Hi Guys, Need your opinion regarding below. I have few IPs and paying 5K land tax and buying one more paying up to 10K All the IP's are in VIC I can barrow 600 K ( Got the pre approval) so would i buy something in QLD or Melb unit? MI
Diversify, then when one city isn't growing somewhere else always is. Then you will be less likely to runout of available equity and your asset base is always growing. Obviously you can also limit Land tax liability, that's what I'm doing. For 600k you could also buy 2 in Adelaide or 2 cheapies in BN or 1 in each location.
Agree with Hugh, diversify. Having IPs in multiple states exposes us to different cycles all happening at the same time. Our equity at least somewhere should be growing, allowing us to keep expanding and not being stagnant for a period of time (serviceability pending) It also mitigates concentration risk.

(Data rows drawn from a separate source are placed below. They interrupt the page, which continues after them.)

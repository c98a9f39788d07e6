//! Statistical imputation methods.
//!
//! Provides mean, median and mode imputation. Statistics are computed over
//! present values only and only missing cells are overwritten.

use crate::error::{PrepError, Result};
use crate::table::Table;
use crate::utils::{
    ColumnKind, is_float_dtype, mean, median, missing_mask, numeric_cells, present_values,
    sorted_mode,
};
use polars::prelude::*;
use serde::{Deserialize, Serialize};
use tracing::debug;

/// Statistic used to fill missing values.
#[derive(Debug, Clone, Copy, PartialEq, Eq, Serialize, Deserialize)]
#[serde(rename_all = "snake_case")]
pub enum ImputeMethod {
    /// Mean of present values (numeric columns only)
    Mean,
    /// Median of present values (numeric columns only)
    Median,
    /// Most frequent present value; ties go to the smallest value
    Mode,
}

impl ImputeMethod {
    pub fn requires_numeric(self) -> bool {
        matches!(self, Self::Mean | Self::Median)
    }

    pub fn as_str(self) -> &'static str {
        match self {
            Self::Mean => "mean",
            Self::Median => "median",
            Self::Mode => "mode",
        }
    }
}

/// Statistical imputation for filling missing values.
pub struct StatisticalImputer;

impl StatisticalImputer {
    /// Fill missing values in each listed column with the chosen statistic.
    ///
    /// All columns are validated before any work. Columns without missing
    /// values are left untouched, dtype included. Mean and median produce a
    /// Float64 column; mode keeps the column dtype (categorical text comes
    /// back as String).
    pub fn impute(table: &Table, columns: &[String], method: ImputeMethod) -> Result<Table> {
        let columns = table.resolve_columns("impute", columns)?;
        if method.requires_numeric() {
            for name in &columns {
                table.numeric_series(name)?;
            }
        }

        let mut df = table.dataframe().clone();
        for name in &columns {
            let series = table.series(name)?;
            if !missing_mask(series).contains(&true) {
                debug!("Column '{}' has no missing values, skipping", name);
                continue;
            }

            let filled = match method {
                ImputeMethod::Mean => Self::fill_numeric(series, name, method, mean)?,
                ImputeMethod::Median => Self::fill_numeric(series, name, method, median)?,
                ImputeMethod::Mode => Self::fill_mode(series, name)?,
            };
            df.replace(name, filled)?;
        }

        Ok(Table::new(df))
    }

    /// Fill a numeric column with a statistic of its present values.
    fn fill_numeric(
        series: &Series,
        name: &str,
        method: ImputeMethod,
        statistic: fn(&[f64]) -> Option<f64>,
    ) -> Result<Series> {
        let cells = numeric_cells(series)?;
        let fill_value = statistic(&present_values(&cells))
            .ok_or_else(|| PrepError::NoValidValues(name.to_string()))?;

        debug!("Filled '{}' with {}: {:.2}", name, method.as_str(), fill_value);
        let filled: Vec<Option<f64>> = cells
            .into_iter()
            .map(|cell| Some(cell.unwrap_or(fill_value)))
            .collect();
        Ok(Series::new(series.name().clone(), filled))
    }

    /// Fill a column of any supported kind with its mode.
    fn fill_mode(series: &Series, name: &str) -> Result<Series> {
        match ColumnKind::of(series.dtype()) {
            ColumnKind::Numeric | ColumnKind::Temporal => {
                // Work on the physical representation and restore the logical type
                let physical = series.to_physical_repr().into_owned();
                let filled = if is_float_dtype(physical.dtype()) {
                    Self::fill_float_mode(&physical, name)?
                } else if matches!(physical.dtype(), DataType::UInt64) {
                    let cells = physical.u64()?.into_iter().collect();
                    Self::fill_with_mode(&physical, name, cells)?
                } else {
                    let integers = physical.cast(&DataType::Int64)?;
                    let cells = integers.i64()?.into_iter().collect();
                    Self::fill_with_mode(&physical, name, cells)?
                };
                Ok(filled.cast(series.dtype())?)
            }
            ColumnKind::Boolean => {
                let cells = series.bool()?.into_iter().collect();
                Self::fill_with_mode(series, name, cells)
            }
            ColumnKind::Categorical => {
                let text = series.cast(&DataType::String)?;
                let cells = text.str()?.into_iter().collect();
                Self::fill_with_mode(series, name, cells)
            }
            ColumnKind::Other => Err(PrepError::InvalidParameter(format!(
                "mode imputation is not supported for column '{}' of type {}",
                name,
                series.dtype()
            ))),
        }
    }

    /// Mode fill for exactly comparable cells. Present cells are kept as is.
    fn fill_with_mode<T>(series: &Series, name: &str, cells: Vec<Option<T>>) -> Result<Series>
    where
        T: Ord + Copy + std::fmt::Display,
        Series: NamedFrom<Vec<Option<T>>, [Option<T>]>,
    {
        let present: Vec<T> = cells.iter().flatten().copied().collect();
        let mode = sorted_mode(present, T::cmp)
            .ok_or_else(|| PrepError::NoValidValues(name.to_string()))?;

        debug!("Filled '{}' with mode: {}", name, mode);
        let filled: Vec<Option<T>> = cells.into_iter().map(|c| Some(c.unwrap_or(mode))).collect();
        Ok(Series::new(series.name().clone(), filled))
    }

    /// Mode fill for floating point data, where NaN counts as missing.
    fn fill_float_mode(series: &Series, name: &str) -> Result<Series> {
        let cells = numeric_cells(series)?;
        let mode = sorted_mode(present_values(&cells), f64::total_cmp)
            .ok_or_else(|| PrepError::NoValidValues(name.to_string()))?;

        debug!("Filled '{}' with mode: {}", name, mode);
        let filled: Vec<Option<f64>> = cells.into_iter().map(|c| Some(c.unwrap_or(mode))).collect();
        Ok(Series::new(series.name().clone(), filled).cast(series.dtype())?)
    }
}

For some reason I wouldn't feel comfortable investing outside my territory. I've done very well staying within my comfort zone despite being regularly liable for land tax bills. I know my market very well so every purchase is based on a great deal of experience and familiarity. I am developing as well as investing so my situation is a bit different from others. What do you feel more comfortable doing?
My two cents; it doesn't have to be QLD, but diversification is a wise move for any portfolio. VIC presents some great metro and regional opportunities; but it is always worth considering options outside of your own state.
If you pay an additional 5k pa land tax but make $100k pa capital growth, its not a bad ROI. Invest where it makes sense to invest
I have a few IPs in Sydney and am now buying in Bris. It makes sense for a few reasons: My Sydney stuff has grown well and it's had a strong run so it will run out of steam at some point. Diversifying interstate into a market that is showing good signs of future growth is a fair idea for many reasons--spreading risk, potential for one market to be moving while the other is flat, and the icing on the cake are the state-based land tax thresholds but that's not a reason for investing in another state. Land tax is a cost of doing business. I vomited a little at bold. There are oversupply issues. Significantly so around Docklands, Southbank which affect other areas due to prices and rents being soft in the CBD.
No. But if units in the CBD are cheap to buy and rent, that has an impact on units elsewhere. "Why rent/buy 10km out of the city when it's not much more to rent/buy smack-bang in the city.?" And the further you go from the CBD, the less people want units. To clarify, I'm sure some investors might do ok with some units in some parts of Melbourne but Melb units would be near the bottom of my list of stock to buy in a major capital at the moment due to the ridiculous number of completed, commenced and approved stock vs population growth.
My units have done great in the last 2 years. Are you sure you aren't confusing units with apartments? You don't sound like you have the complete picture and regurgitating what you see in the media.
Different thing here in VIC. Inner city apartments you are correct. OP mentions unit which would typically be in the suburbs.